The discovery of Hitler’s Will, sewn into the lining of the jacket of his press attaché and brought out of the bunker, caused a massive stir amongst British Intelligence circles at the end of WW2. Such was the secrecy surrounding its finding that every effort was made to keep it out of the public domain. The last surviving witness to the extraordinary discovery of Hitler’s last Wills and Testament has finally been told.
Herman Rothman’s translation of Goebbels Addendum to Hitler’s Political Will, and the ensuing investigation into the exact circumstances of Hitler’s suicide, is one of the most astonishing stories of the twentieth century. This book is also the story of Herman himself, the last surviving German-speaking interrogator of the 3rd Counter-Intelligence Section of the British Army who was part of the team that found and translated Hitler’s political and personal wills and Goebbels’ addendum.

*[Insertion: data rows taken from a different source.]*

//! Application configuration.
//!
//! Each subsystem owns its config struct with defaults; this file composes
//! them into one optional TOML document.  Missing sections and fields keep
//! their defaults.

use std::path::{Path, PathBuf};

use serde::{Deserialize, Serialize};
use tracing::debug;

use crate::recognition::{ClassifierConfig, StabilityConfig};
use crate::session::SessionConfig;

/// Dictionary settings.
#[derive(Debug, Clone, Default, Serialize, Deserialize)]
#[serde(default)]
pub struct DictionaryConfig {
    /// `signs.json` to load instead of the bundled one.
    pub path: Option<PathBuf>,
}

/// Everything configurable.
#[derive(Debug, Clone, Default, Serialize, Deserialize)]
#[serde(default)]
pub struct AppConfig {
    pub classifier: ClassifierConfig,
    pub stability: StabilityConfig,
    pub session: SessionConfig,
    pub dictionary: DictionaryConfig,
}

/// Failures while loading configuration.
#[derive(Debug, thiserror::Error)]
pub enum ConfigError {
    #[error("failed to read config {path}: {source}")]
    Read {
        path: PathBuf,
        #[source]
        source: std::io::Error,
    },

    #[error("invalid config {path}: {source}")]
    Parse {
        path: PathBuf,
        #[source]
        source: toml::de::Error,
    },

    #[error("invalid value for {field}: {reason}")]
    Invalid {
        field: &'static str,
        reason: String,
    },
}

impl AppConfig {
    /// Parse TOML text.
    pub fn from_toml(path: &Path, text: &str) -> Result<Self, ConfigError> {
        let config: AppConfig = toml::from_str(text).map_err(|source| ConfigError::Parse {
            path: path.to_path_buf(),
            source,
        })?;
        config.validate()?;
        Ok(config)
    }

    /// Load from a file, or defaults when `path` is `None`.
    pub fn load(path: Option<&Path>) -> Result<Self, ConfigError> {
        let Some(path) = path else {
            debug!("no config file, using defaults");
            return Ok(Self::default());
        };
        let text = std::fs::read_to_string(path).map_err(|source| ConfigError::Read {
            path: path.to_path_buf(),
            source,
        })?;
        debug!("loaded config from {}", path.display());
        Self::from_toml(path, &text)
    }

    /// Reject values the pipeline cannot work with.
    pub fn validate(&self) -> Result<(), ConfigError> {
        let c = &self.classifier;
        if !(0.0..=1.0).contains(&c.min_point_confidence) {
            return Err(ConfigError::Invalid {
                field: "classifier.min_point_confidence",
                reason: format!("{} is outside [0, 1]", c.min_point_confidence),
            });
        }
        if c.lower_region_y > c.upper_region_y {
            return Err(ConfigError::Invalid {
                field: "classifier.lower_region_y",
                reason: format!(
                    "{} is above upper_region_y {}",
                    c.lower_region_y, c.upper_region_y
                ),
            });
        }
        if self.stability.required_matches == 0 {
            return Err(ConfigError::Invalid {
                field: "stability.required_matches",
                reason: "must be at least 1".to_string(),
            });
        }
        if self.session.sample_every == 0 {
            return Err(ConfigError::Invalid {
                field: "session.sample_every",
                reason: "must be at least 1".to_string(),
            });
        }
        Ok(())
    }
}
//! Gesture classification from hand landmark frames.
//!
//! Maps one or two `HandLandmarkFrame`s to a word from a small closed set
//! using an ordered list of geometric threshold rules.  First matching
//! rule wins.  The thresholds are demo constants, not a trained model.

use serde::{Deserialize, Serialize};
use tracing::{debug, trace};

use super::landmarks::{HandJoint, HandLandmarkFrame, LandmarkPoint};

// ── Labels ─────────────────────────────────────────────────

/// Words the classifier can produce.
#[derive(Debug, Clone, Copy, PartialEq, Eq, Hash, Serialize, Deserialize)]
#[serde(rename_all = "snake_case")]
pub enum GestureLabel {
    Hello,
    ThankYou,
    Help,
    Dog,
    Tree,
    Happy,
    Hospital,
}

impl GestureLabel {
    /// Every label, in the order shown to users.
    pub const ALL: [GestureLabel; 7] = [
        Self::Hello,
        Self::ThankYou,
        Self::Help,
        Self::Dog,
        Self::Tree,
        Self::Happy,
        Self::Hospital,
    ];

    /// Display text.
    pub fn as_str(&self) -> &'static str {
        match self {
            Self::Hello => "Hello",
            Self::ThankYou => "Thank You",
            Self::Help => "Help",
            Self::Dog => "Dog",
            Self::Tree => "Tree",
            Self::Happy => "Happy",
            Self::Hospital => "Hospital",
        }
    }

    /// Dictionary id of the matching sign entry.
    pub fn sign_id(&self) -> &'static str {
        match self {
            Self::Hello => "hello",
            Self::ThankYou => "thank_you",
            Self::Help => "help",
            Self::Dog => "dog",
            Self::Tree => "tree",
            Self::Happy => "happy",
            Self::Hospital => "hospital",
        }
    }

    /// Comma-separated list of supported words.
    pub fn supported_hint() -> String {
        Self::ALL
            .iter()
            .map(|l| l.as_str())
            .collect::<Vec<_>>()
            .join(", ")
    }
}

/// Result of classifying one camera frame.
#[derive(Debug, Clone, Copy, PartialEq, Serialize)]
pub struct Classification {
    /// Recognized word, `None` when nothing matched.
    pub label: Option<GestureLabel>,
    /// Confidence of the match; always 0 when `label` is `None`.
    pub confidence: f32,
}

impl Classification {
    /// The empty result.
    pub fn none() -> Self {
        Self {
            label: None,
            confidence: 0.0,
        }
    }

    fn matched(label: GestureLabel, confidence: f32) -> Self {
        Self {
            label: Some(label),
            confidence,
        }
    }

    /// Label text, empty when nothing matched.
    pub fn label_text(&self) -> &'static str {
        self.label.map(|l| l.as_str()).unwrap_or("")
    }
}

// ── Config ─────────────────────────────────────────────────

/// Thresholds for the rule list.  All distances are in normalized units.
#[derive(Debug, Clone, Serialize, Deserialize)]
#[serde(default)]
pub struct ClassifierConfig {
    /// Key points at or below this confidence reject the whole hand.
    pub min_point_confidence: f32,
    /// Fingertip must be this far above the wrist to count as extended.
    pub vertical_margin: f32,
    /// ...or this far to either side of the wrist.
    pub horizontal_margin: f32,
    /// Hand centers at or above this height are in the upper region.
    pub upper_region_y: f32,
    /// Hand centers below this height are in the lower region.
    pub lower_region_y: f32,
    /// Thumb-to-middle tip distance for the snap shape.
    pub pinch_distance: f32,
    /// How far the thumb tip must sit above the index tip for thumbs-up.
    pub thumb_lead: f32,
    /// Index-to-middle tip distance for "fingers together".
    pub finger_together_distance: f32,
    /// Index tip height above the wrist for an upright forearm.
    pub upright_reach: f32,
}

impl Default for ClassifierConfig {
    fn default() -> Self {
        Self {
            min_point_confidence: 0.3,
            vertical_margin: 0.1,
            horizontal_margin: 0.08,
            upper_region_y: 0.6,
            lower_region_y: 0.4,
            pinch_distance: 0.05,
            thumb_lead: 0.03,
            finger_together_distance: 0.06,
            upright_reach: 0.25,
        }
    }
}

// ── Per-hand measurements ──────────────────────────────────

/// Geometry derived from one admitted hand.
#[derive(Debug, Clone)]
struct HandMeasure<'a> {
    frame: &'a HandLandmarkFrame,
    wrist: LandmarkPoint,
    thumb: LandmarkPoint,
    index: LandmarkPoint,
    /// Extended flag per fingertip, thumb first.
    extended: [bool; 5],
    center: LandmarkPoint,
}

impl HandMeasure<'_> {
    fn extended_count(&self) -> usize {
        self.extended.iter().filter(|e| **e).count()
    }

    fn confidence(&self) -> f32 {
        self.frame.overall_confidence()
    }
}

// ── Classifier ─────────────────────────────────────────────

/// Ordered-rule gesture classifier.
#[derive(Debug, Clone, Default)]
pub struct GestureClassifier {
    pub config: ClassifierConfig,
}

impl GestureClassifier {
    pub fn new(config: ClassifierConfig) -> Self {
        Self { config }
    }

    /// Classify one camera frame's worth of hands.
    ///
    /// Only the first two hands are considered.  Single-hand rules run
    /// against each admitted hand in order; the two-hand rule runs only
    /// when two hands were admitted and no single-hand rule matched.
    pub fn classify(&self, hands: &[HandLandmarkFrame]) -> Classification {
        let admitted: Vec<HandMeasure<'_>> = hands
            .iter()
            .take(2)
            .filter_map(|h| self.measure(h))
            .collect();

        if admitted.is_empty() {
            trace!("no hand passed the confidence floor");
            return Classification::none();
        }

        for hand in &admitted {
            if let Some(label) = self.classify_single(hand) {
                debug!(
                    "classified {} ({} extended, center {:.2},{:.2})",
                    label.as_str(),
                    hand.extended_count(),
                    hand.center.x,
                    hand.center.y,
                );
                return Classification::matched(label, hand.confidence());
            }
        }

        if let [a, b] = admitted.as_slice() {
            if self.is_happy(a, b) {
                debug!("classified Happy (two hands open and low)");
                return Classification::matched(
                    GestureLabel::Happy,
                    (a.confidence() + b.confidence()) / 2.0,
                );
            }
        }

        Classification::none()
    }

    /// Admit a hand and derive its measurements, or reject it.
    fn measure<'a>(&self, frame: &'a HandLandmarkFrame) -> Option<HandMeasure<'a>> {
        let floor = self.config.min_point_confidence;
        let wrist = *frame.confident_point(HandJoint::Wrist, floor)?;
        let thumb = *frame.confident_point(HandJoint::ThumbTip, floor)?;
        let index = *frame.confident_point(HandJoint::IndexTip, floor)?;

        let mut extended = [false; 5];
        for (slot, joint) in extended.iter_mut().zip(HandJoint::fingertip_joints()) {
            *slot = frame
                .confident_point(joint, floor)
                .map(|tip| self.is_extended(tip, &wrist))
                .unwrap_or(false);
        }

        Some(HandMeasure {
            frame,
            wrist,
            thumb,
            index,
            extended,
            center: wrist.midpoint(&index),
        })
    }

    fn is_extended(&self, tip: &LandmarkPoint, wrist: &LandmarkPoint) -> bool {
        tip.y - wrist.y > self.config.vertical_margin
            || (tip.x - wrist.x).abs() > self.config.horizontal_margin
    }

    /// Single-hand rules, in priority order.
    fn classify_single(&self, hand: &HandMeasure<'_>) -> Option<GestureLabel> {
        let cfg = &self.config;
        let count = hand.extended_count();
        let cy = hand.center.y;

        // Hello: open hand raised high
        if count == 5 && cy >= cfg.upper_region_y {
            return Some(GestureLabel::Hello);
        }

        // Thank you: flat hand at chin level
        if count >= 4 && cy >= cfg.lower_region_y && cy < cfg.upper_region_y {
            return Some(GestureLabel::ThankYou);
        }

        // Dog: thumb snapping against middle finger
        let floor = cfg.min_point_confidence;
        if let Some(middle) = hand.frame.confident_point(HandJoint::MiddleTip, floor) {
            if hand.thumb.distance(middle) < cfg.pinch_distance {
                return Some(GestureLabel::Dog);
            }
        }

        // Help: thumbs up over a closed hand
        if hand.thumb.y - hand.wrist.y > cfg.vertical_margin
            && hand.thumb.y - hand.index.y > cfg.thumb_lead
            && count <= 2
        {
            return Some(GestureLabel::Help);
        }

        // Hospital: index and middle together, ring and little curled
        let [_, index_ext, middle_ext, ring_ext, little_ext] = hand.extended;
        if index_ext && middle_ext && !ring_ext && !little_ext {
            let together = hand
                .frame
                .confident_point(HandJoint::MiddleTip, floor)
                .map(|m| hand.index.distance(m) < cfg.finger_together_distance)
                .unwrap_or(false);
            if together {
                return Some(GestureLabel::Hospital);
            }
        }

        // Tree: upright forearm with open hand, low in frame
        if count >= 4 && cy < cfg.lower_region_y && hand.index.y - hand.wrist.y > cfg.upright_reach
        {
            return Some(GestureLabel::Tree);
        }

        None
    }

    /// Happy: both hands open and low.
    fn is_happy(&self, a: &HandMeasure<'_>, b: &HandMeasure<'_>) -> bool {
        let low = self.config.lower_region_y;
        a.extended_count() >= 4
            && b.extended_count() >= 4
            && a.center.y < low
            && b.center.y < low
    }
}

// ── Test helpers ───────────────────────────────────────────

/// Build a hand frame from (joint, x, y) triples at a uniform confidence.
#[cfg(test)]
pub(crate) fn make_hand(points: &[(HandJoint, f32, f32)], confidence: f32) -> HandLandmarkFrame {
    points
        .iter()
        .fold(HandLandmarkFrame::new(None), |frame, (joint, x, y)| {
            frame.with_point(*joint, *x, *y, confidence)
        })
}

/// Open five-finger hand with the wrist at (x, y).
#[cfg(test)]
pub(crate) fn open_hand_at(x: f32, y: f32) -> HandLandmarkFrame {
    make_hand(
        &[
            (HandJoint::Wrist, x, y),
            (HandJoint::ThumbTip, x - 0.12, y + 0.08),
            (HandJoint::IndexTip, x - 0.05, y + 0.2),
            (HandJoint::MiddleTip, x, y + 0.22),
            (HandJoint::RingTip, x + 0.05, y + 0.2),
            (HandJoint::LittleTip, x + 0.1, y + 0.15),
        ],
        0.9,
    )
}

// ── Tests ──────────────────────────────────────────────────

The book is about one family’s desperate fight for survival against Hitler’s desire to kill all the Jews. Returning to Germany in British army uniform, Herman was assigned to the Intelligence Corps in post-war Germany, the land where he had been born. He was engaged on the interrogation of key Nazi war criminals and guards, including those who were present in the bunker at the time of Hitler’s suicide. He had just witnessed too the horror of Bergen-Belsen after its liberation, but he was desperate to demonstrate the order of law, to uphold human rights, and show that despite the personal trauma of the Hitler regime, he could be above the emotion of revenge. A powerful story, it formed the basis of the Channel 5 documentary The Hunt for Hitler’s Missing Millions (2014) in which he and Helen appeared.
Helen Fry was raised in North Devon and went on to graduate from the University of Exeter with a degree and Ph.D. She has written over 25 books on the Second World War with particular reference to the 10,000 Germans and Austrians who fought for Britain, and intelligence, espionage and prisoners of war. Her highly acclaimed book The Walls Have Ears: The Greatest Intelligence Operation of WWII was in the top 8 Daily Mail’s Books of the Year in War, and has been optioned for film. It has been the subject of numerous documentaries and continues to receive media attention.&n...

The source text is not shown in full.